What you give back should be exactly the opening lines of the data, ending with the line that contains "for x in 1..maxwidth" and including it.
>>
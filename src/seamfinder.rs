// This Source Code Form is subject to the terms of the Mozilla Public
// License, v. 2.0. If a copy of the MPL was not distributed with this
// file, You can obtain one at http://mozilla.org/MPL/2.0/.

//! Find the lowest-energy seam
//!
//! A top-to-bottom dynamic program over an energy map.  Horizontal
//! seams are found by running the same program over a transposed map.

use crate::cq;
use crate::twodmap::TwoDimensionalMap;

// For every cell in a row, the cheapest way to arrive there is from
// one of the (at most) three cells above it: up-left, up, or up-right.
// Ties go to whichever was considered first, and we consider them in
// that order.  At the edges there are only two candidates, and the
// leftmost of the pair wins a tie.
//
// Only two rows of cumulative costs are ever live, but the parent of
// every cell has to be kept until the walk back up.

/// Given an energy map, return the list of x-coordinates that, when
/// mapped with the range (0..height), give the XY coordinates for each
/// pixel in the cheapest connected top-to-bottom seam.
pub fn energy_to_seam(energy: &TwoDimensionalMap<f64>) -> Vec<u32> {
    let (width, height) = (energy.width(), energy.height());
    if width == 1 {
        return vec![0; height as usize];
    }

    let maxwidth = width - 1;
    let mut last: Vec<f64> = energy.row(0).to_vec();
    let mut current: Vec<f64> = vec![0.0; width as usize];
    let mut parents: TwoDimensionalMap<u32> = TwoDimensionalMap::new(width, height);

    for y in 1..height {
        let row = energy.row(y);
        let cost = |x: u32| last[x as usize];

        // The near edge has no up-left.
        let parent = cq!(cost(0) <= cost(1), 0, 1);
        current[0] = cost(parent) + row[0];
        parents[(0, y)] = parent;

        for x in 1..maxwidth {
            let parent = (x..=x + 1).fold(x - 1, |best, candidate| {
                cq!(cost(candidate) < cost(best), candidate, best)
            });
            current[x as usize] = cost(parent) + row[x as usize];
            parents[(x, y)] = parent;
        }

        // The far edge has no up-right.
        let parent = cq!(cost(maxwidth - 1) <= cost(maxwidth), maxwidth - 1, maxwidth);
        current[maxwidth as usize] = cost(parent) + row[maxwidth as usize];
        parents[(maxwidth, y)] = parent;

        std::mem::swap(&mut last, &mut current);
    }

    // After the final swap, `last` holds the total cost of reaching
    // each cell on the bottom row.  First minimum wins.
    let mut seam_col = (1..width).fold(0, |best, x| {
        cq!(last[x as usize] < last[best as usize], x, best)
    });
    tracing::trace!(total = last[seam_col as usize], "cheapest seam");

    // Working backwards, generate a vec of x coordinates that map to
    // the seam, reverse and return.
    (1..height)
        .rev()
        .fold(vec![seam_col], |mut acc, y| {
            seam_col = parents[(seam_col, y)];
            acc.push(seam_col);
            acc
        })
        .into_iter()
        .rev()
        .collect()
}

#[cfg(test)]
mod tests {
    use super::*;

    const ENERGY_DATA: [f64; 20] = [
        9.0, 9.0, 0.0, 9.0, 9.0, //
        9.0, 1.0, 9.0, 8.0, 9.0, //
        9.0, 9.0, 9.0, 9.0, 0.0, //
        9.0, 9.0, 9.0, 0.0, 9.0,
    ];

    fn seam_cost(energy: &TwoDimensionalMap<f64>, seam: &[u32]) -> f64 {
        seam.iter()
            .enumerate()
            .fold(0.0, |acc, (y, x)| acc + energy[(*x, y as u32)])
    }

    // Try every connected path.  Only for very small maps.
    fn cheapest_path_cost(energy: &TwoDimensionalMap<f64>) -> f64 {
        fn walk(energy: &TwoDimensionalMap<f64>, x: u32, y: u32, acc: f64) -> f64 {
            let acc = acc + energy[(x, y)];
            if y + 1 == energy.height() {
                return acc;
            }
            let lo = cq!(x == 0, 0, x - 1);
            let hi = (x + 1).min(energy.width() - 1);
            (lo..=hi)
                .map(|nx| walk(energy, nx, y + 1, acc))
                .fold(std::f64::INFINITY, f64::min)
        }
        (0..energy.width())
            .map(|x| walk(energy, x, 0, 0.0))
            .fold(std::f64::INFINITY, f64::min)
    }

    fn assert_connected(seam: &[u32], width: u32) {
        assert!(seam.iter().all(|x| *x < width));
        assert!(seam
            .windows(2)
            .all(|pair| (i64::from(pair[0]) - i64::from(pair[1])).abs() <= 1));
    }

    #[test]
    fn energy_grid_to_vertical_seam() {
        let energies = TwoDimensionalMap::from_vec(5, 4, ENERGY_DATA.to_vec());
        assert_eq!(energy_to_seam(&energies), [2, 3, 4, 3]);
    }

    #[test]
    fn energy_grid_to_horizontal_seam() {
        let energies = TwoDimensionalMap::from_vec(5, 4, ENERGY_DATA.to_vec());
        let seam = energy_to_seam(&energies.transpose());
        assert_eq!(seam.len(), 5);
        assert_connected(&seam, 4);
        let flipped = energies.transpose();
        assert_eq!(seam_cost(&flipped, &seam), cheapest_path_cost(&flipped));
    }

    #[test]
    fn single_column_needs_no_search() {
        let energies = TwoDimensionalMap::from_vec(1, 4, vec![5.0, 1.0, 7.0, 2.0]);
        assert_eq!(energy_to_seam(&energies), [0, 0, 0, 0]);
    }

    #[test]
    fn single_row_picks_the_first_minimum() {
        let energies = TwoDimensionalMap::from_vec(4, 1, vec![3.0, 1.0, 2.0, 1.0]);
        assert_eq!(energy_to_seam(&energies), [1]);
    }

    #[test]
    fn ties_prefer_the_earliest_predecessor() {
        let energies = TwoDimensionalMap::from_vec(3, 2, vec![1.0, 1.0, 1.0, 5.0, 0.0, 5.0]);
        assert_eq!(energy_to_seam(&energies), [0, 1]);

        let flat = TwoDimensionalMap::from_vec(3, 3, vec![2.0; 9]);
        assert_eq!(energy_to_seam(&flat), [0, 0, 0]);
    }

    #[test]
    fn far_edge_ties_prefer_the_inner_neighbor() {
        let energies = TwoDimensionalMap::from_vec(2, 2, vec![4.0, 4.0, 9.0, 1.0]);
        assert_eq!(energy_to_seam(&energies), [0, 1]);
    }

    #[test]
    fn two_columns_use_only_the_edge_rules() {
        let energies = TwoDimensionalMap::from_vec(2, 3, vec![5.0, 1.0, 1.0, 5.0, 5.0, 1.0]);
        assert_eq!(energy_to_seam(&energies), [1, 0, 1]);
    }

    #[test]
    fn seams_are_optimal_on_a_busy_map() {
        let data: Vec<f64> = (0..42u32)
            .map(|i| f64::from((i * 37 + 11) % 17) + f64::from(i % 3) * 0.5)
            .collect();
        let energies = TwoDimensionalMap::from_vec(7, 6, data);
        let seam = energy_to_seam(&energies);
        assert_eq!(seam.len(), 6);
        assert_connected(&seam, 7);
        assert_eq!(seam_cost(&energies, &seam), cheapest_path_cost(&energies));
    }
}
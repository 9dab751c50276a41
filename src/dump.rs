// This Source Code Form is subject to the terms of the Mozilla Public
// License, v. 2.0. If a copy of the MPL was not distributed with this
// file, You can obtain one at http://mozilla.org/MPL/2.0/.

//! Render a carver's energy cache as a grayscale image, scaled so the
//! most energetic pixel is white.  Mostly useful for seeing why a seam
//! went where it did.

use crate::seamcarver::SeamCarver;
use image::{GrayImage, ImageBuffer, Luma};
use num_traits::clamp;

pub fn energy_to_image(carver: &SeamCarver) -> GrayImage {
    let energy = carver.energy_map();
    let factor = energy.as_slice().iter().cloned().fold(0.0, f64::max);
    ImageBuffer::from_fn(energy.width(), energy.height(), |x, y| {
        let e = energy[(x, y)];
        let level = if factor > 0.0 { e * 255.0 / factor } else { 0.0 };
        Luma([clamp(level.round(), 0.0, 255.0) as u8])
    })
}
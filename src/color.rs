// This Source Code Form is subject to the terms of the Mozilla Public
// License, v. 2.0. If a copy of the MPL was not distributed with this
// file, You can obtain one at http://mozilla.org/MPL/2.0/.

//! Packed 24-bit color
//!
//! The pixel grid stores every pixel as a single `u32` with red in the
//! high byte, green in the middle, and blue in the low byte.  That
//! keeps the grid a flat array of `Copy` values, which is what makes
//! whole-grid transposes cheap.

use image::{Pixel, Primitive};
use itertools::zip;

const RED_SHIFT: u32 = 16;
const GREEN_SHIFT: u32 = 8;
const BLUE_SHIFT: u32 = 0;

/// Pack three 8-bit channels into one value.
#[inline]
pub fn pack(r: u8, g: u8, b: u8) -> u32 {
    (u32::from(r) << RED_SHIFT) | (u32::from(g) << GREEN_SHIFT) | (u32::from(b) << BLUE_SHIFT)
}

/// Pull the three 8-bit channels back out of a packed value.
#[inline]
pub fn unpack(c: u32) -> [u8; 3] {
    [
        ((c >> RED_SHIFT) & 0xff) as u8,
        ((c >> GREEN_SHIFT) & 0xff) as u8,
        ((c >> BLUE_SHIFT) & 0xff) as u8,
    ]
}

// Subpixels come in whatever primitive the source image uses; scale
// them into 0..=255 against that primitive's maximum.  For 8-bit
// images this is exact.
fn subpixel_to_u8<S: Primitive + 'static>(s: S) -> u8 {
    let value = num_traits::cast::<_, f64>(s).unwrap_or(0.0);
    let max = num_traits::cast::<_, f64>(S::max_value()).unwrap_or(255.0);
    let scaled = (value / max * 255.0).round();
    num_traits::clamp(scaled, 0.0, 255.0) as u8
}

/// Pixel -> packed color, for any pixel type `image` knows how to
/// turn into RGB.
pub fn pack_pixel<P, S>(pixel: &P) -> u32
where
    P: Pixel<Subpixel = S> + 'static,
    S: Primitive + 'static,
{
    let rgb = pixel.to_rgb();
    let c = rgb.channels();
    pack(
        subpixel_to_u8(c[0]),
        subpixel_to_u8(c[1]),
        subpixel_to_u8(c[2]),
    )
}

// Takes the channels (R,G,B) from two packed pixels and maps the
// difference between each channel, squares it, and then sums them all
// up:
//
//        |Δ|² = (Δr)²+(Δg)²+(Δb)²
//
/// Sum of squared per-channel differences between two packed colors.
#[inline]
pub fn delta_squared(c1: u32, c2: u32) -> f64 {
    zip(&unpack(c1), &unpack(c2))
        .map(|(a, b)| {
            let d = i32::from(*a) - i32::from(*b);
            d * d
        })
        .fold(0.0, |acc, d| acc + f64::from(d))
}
<<
COMPLETED EXERCISE:
filename src/seamfinder.rs
// This Source Code Form is subject to the terms of the Mozilla Public
// License, v. 2.0. If a copy of the MPL was not distributed with this
// file, You can obtain one at http://mozilla.org/MPL/2.0/.

//! Find the lowest-energy seam
//!
//! A top-to-bottom dynamic program over an energy map.  Horizontal
//! seams are found by running the same program over a transposed map.

use crate::cq;
use crate::twodmap::TwoDimensionalMap;

// For every cell in a row, the cheapest way to arrive there is from
// one of the (at most) three cells above it: up-left, up, or up-right.
// Ties go to whichever was considered first, and we consider them in
// that order.  At the edges there are only two candidates, and the
// leftmost of the pair wins a tie.
//
// Only two rows of cumulative costs are ever live, but the parent of
// every cell has to be kept until the walk back up.

/// Given an energy map, return the list of x-coordinates that, when
/// mapped with the range (0..height), give the XY coordinates for each
/// pixel in the cheapest connected top-to-bottom seam.
pub fn energy_to_seam(energy: &TwoDimensionalMap<f64>) -> Vec<u32> {
    let (width, height) = (energy.width(), energy.height());
    if width == 1 {
        return vec![0; height as usize];
    }

    let maxwidth = width - 1;
    let mut last: Vec<f64> = energy.row(0).to_vec();
    let mut current: Vec<f64> = vec![0.0; width as usize];
    let mut parents: TwoDimensionalMap<u32> = TwoDimensionalMap::new(width, height);

    for y in 1..height {
        let row = energy.row(y);
        let cost = |x: u32| last[x as usize];

        // The near edge has no up-left.
        let parent = cq!(cost(0) <= cost(1), 0, 1);
        current[0] = cost(parent) + row[0];
        parents[(0, y)] = parent;

        for x in 1..maxwidth {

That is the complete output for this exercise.